EXERCISE GOAL -> Starting at the top of the entries below, set down every line exactly, please, until you reach the line with "any request deadline", which is included too.

==== DATA

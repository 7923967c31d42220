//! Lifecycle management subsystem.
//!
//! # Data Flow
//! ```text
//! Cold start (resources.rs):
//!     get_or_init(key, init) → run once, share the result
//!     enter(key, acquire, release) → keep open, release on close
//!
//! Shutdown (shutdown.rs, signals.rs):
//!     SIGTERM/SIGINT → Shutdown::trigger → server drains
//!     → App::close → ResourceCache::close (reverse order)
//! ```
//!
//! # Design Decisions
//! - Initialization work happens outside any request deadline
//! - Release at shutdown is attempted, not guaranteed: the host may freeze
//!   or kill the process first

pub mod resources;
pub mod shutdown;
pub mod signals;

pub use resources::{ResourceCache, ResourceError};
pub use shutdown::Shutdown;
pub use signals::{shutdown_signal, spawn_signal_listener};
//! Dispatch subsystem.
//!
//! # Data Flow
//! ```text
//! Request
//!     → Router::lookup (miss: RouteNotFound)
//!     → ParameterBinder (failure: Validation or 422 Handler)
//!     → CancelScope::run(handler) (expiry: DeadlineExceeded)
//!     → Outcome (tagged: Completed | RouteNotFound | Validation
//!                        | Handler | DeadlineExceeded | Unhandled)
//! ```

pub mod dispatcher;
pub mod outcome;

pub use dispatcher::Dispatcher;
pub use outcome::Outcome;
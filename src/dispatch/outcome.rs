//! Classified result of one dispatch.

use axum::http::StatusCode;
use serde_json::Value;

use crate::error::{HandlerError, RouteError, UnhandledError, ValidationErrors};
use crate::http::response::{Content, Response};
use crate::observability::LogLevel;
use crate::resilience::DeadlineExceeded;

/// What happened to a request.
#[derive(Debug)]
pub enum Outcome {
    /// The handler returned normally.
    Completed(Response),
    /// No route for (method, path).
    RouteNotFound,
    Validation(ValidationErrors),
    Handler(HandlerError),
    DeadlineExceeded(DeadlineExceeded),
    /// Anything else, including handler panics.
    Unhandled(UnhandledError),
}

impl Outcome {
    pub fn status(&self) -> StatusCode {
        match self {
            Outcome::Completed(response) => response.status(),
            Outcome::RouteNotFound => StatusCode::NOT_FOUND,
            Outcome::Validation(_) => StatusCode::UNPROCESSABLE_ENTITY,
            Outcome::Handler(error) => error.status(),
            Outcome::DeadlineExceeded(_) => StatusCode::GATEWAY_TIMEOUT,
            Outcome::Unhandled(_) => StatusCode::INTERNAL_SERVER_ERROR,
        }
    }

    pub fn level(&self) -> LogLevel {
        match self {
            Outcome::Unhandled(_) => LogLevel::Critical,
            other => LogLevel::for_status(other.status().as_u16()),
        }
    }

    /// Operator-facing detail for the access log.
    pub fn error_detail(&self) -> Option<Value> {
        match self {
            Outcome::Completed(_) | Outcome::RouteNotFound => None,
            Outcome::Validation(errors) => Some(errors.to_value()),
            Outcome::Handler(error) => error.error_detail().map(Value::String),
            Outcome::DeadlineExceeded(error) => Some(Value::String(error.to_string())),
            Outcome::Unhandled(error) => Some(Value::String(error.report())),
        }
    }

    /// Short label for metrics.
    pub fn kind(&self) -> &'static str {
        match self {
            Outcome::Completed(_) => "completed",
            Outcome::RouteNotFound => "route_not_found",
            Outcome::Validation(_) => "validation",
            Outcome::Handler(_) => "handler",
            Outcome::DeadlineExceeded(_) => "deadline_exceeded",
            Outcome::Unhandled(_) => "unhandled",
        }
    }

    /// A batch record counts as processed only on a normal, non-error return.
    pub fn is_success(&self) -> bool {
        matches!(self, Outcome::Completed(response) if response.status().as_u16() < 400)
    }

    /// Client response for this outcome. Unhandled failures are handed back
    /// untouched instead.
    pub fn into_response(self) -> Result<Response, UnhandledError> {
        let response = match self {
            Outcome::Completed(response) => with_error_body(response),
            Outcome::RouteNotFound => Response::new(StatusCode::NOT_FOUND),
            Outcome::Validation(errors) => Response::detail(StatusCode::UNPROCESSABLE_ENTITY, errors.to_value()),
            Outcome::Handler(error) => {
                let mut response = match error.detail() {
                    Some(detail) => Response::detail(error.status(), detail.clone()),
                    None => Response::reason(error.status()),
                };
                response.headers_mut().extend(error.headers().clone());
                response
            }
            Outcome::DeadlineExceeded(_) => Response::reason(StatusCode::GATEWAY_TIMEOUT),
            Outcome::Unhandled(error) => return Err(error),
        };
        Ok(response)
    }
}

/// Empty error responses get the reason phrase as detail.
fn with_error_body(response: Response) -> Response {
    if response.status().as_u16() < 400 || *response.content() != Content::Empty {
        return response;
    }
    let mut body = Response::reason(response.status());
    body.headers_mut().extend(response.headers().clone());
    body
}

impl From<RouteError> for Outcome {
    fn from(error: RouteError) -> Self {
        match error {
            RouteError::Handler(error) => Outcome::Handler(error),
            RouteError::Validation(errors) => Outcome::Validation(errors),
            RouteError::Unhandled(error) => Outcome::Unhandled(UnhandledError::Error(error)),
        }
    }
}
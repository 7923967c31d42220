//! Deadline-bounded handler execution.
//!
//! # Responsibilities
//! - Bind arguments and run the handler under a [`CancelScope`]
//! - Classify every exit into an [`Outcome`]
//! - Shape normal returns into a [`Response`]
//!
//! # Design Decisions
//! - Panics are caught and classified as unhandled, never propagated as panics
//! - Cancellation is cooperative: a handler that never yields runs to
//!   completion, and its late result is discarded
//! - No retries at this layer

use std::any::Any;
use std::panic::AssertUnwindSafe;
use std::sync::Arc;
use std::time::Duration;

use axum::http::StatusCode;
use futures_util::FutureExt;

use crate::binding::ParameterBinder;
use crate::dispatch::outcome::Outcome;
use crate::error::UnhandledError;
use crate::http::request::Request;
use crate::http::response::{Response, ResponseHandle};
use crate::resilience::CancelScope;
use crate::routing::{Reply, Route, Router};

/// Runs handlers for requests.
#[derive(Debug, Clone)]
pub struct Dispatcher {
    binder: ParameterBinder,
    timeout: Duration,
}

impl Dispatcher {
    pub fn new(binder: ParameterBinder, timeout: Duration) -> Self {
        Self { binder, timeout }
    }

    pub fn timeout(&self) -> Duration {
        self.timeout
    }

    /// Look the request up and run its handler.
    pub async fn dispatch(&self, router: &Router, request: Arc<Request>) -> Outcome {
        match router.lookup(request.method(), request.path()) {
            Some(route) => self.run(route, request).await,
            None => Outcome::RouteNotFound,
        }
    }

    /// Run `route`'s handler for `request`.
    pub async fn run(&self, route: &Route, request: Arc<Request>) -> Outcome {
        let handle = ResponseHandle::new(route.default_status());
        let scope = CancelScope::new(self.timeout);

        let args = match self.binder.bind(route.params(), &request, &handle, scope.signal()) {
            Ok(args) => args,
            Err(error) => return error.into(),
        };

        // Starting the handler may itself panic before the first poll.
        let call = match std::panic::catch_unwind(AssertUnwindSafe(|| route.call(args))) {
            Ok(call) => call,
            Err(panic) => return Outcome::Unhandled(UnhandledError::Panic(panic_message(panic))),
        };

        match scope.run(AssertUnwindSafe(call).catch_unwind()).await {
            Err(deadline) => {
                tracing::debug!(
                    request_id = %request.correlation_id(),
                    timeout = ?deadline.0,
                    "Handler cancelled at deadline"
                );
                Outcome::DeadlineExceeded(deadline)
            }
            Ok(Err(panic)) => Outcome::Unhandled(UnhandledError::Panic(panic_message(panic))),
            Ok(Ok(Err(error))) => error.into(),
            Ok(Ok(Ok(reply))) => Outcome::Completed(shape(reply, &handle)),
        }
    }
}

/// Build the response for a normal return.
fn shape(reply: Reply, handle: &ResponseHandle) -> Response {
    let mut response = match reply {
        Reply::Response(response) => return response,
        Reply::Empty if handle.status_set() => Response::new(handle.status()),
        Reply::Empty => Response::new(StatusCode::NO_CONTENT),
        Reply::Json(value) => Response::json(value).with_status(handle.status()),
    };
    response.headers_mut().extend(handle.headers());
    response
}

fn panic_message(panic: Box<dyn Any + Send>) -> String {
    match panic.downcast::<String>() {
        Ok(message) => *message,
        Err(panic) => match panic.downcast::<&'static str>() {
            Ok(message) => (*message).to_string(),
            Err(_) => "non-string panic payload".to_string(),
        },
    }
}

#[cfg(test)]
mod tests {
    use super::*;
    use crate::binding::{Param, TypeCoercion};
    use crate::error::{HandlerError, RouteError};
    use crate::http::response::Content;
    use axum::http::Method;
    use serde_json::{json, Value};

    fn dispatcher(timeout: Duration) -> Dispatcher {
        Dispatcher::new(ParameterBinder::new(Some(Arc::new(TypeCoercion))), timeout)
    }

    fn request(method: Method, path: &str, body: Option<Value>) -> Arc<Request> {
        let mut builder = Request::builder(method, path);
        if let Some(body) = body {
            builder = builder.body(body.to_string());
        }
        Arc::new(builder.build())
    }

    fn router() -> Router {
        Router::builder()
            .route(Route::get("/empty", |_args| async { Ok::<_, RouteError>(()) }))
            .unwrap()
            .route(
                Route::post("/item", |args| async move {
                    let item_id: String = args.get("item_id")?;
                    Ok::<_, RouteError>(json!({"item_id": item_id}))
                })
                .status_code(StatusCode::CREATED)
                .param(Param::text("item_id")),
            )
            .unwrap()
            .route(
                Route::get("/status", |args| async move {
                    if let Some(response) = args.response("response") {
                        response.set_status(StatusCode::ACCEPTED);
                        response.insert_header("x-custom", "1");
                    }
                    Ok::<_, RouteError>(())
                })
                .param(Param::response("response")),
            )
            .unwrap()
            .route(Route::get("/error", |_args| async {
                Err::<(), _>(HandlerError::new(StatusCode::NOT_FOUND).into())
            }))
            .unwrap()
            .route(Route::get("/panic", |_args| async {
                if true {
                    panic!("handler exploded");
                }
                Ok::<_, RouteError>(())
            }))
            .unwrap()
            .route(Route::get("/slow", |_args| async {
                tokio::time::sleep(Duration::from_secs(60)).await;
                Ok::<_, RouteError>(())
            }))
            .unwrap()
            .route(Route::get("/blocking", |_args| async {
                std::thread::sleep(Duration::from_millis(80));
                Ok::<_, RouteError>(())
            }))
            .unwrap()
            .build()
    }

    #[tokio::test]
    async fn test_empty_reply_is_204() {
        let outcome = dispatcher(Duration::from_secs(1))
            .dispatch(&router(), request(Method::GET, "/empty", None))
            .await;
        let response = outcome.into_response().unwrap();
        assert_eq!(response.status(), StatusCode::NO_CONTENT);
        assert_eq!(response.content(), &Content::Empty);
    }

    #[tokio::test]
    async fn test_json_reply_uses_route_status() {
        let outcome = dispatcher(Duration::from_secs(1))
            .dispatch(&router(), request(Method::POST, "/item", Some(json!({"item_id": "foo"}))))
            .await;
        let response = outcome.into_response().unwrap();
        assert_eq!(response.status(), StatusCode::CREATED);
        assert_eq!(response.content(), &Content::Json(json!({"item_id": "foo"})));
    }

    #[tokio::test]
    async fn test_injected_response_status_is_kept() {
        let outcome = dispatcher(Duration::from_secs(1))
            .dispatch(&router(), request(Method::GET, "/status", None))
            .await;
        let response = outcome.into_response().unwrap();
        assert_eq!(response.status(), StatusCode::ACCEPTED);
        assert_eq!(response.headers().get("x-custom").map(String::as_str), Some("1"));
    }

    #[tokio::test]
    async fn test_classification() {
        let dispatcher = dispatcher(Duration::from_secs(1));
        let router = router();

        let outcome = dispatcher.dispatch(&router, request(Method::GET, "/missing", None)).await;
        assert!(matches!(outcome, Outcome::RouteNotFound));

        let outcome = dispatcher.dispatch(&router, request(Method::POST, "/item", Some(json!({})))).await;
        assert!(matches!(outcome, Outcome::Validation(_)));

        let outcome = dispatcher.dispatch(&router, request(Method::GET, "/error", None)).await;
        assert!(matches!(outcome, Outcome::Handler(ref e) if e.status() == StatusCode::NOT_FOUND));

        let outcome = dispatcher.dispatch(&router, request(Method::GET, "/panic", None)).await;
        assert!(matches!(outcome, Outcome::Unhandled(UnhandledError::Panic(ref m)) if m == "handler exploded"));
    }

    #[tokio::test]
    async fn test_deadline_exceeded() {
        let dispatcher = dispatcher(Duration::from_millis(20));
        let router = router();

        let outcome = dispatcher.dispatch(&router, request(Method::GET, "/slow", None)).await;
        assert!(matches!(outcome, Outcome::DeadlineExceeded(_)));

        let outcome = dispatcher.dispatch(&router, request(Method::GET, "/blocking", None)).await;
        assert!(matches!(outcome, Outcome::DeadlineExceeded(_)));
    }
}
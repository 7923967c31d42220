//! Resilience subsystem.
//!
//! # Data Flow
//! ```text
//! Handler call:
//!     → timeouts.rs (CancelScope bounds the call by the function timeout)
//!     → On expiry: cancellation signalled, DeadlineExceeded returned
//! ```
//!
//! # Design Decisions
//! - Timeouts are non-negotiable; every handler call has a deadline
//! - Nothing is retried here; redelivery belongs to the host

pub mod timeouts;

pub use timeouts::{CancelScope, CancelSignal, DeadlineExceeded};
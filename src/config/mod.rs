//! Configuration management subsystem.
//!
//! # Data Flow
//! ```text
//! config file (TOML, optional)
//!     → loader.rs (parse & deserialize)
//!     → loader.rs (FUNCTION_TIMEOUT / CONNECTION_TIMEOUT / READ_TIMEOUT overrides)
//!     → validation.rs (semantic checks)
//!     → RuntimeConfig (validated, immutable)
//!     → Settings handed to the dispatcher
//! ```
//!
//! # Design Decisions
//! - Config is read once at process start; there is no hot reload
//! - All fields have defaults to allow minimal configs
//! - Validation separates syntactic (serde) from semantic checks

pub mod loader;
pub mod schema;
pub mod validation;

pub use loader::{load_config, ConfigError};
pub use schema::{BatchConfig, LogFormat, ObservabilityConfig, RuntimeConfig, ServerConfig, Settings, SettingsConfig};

========

ANSWER ->
repository 7923967c31d42220
//! Lifecycle management subsystem.
//!
//! # Data Flow
//! ```text
//! Cold start (resources.rs):
//!     get_or_init(key, init) → run once, share the result
//!     enter(key, acquire, release) → keep open, release on close
//!
//! Shutdown (shutdown.rs, signals.rs):
//!     SIGTERM/SIGINT → Shutdown::trigger → server drains
//!     → App::close → ResourceCache::close (reverse order)
//! ```
//!
//! # Design Decisions
//! - Initialization work happens outside any request deadline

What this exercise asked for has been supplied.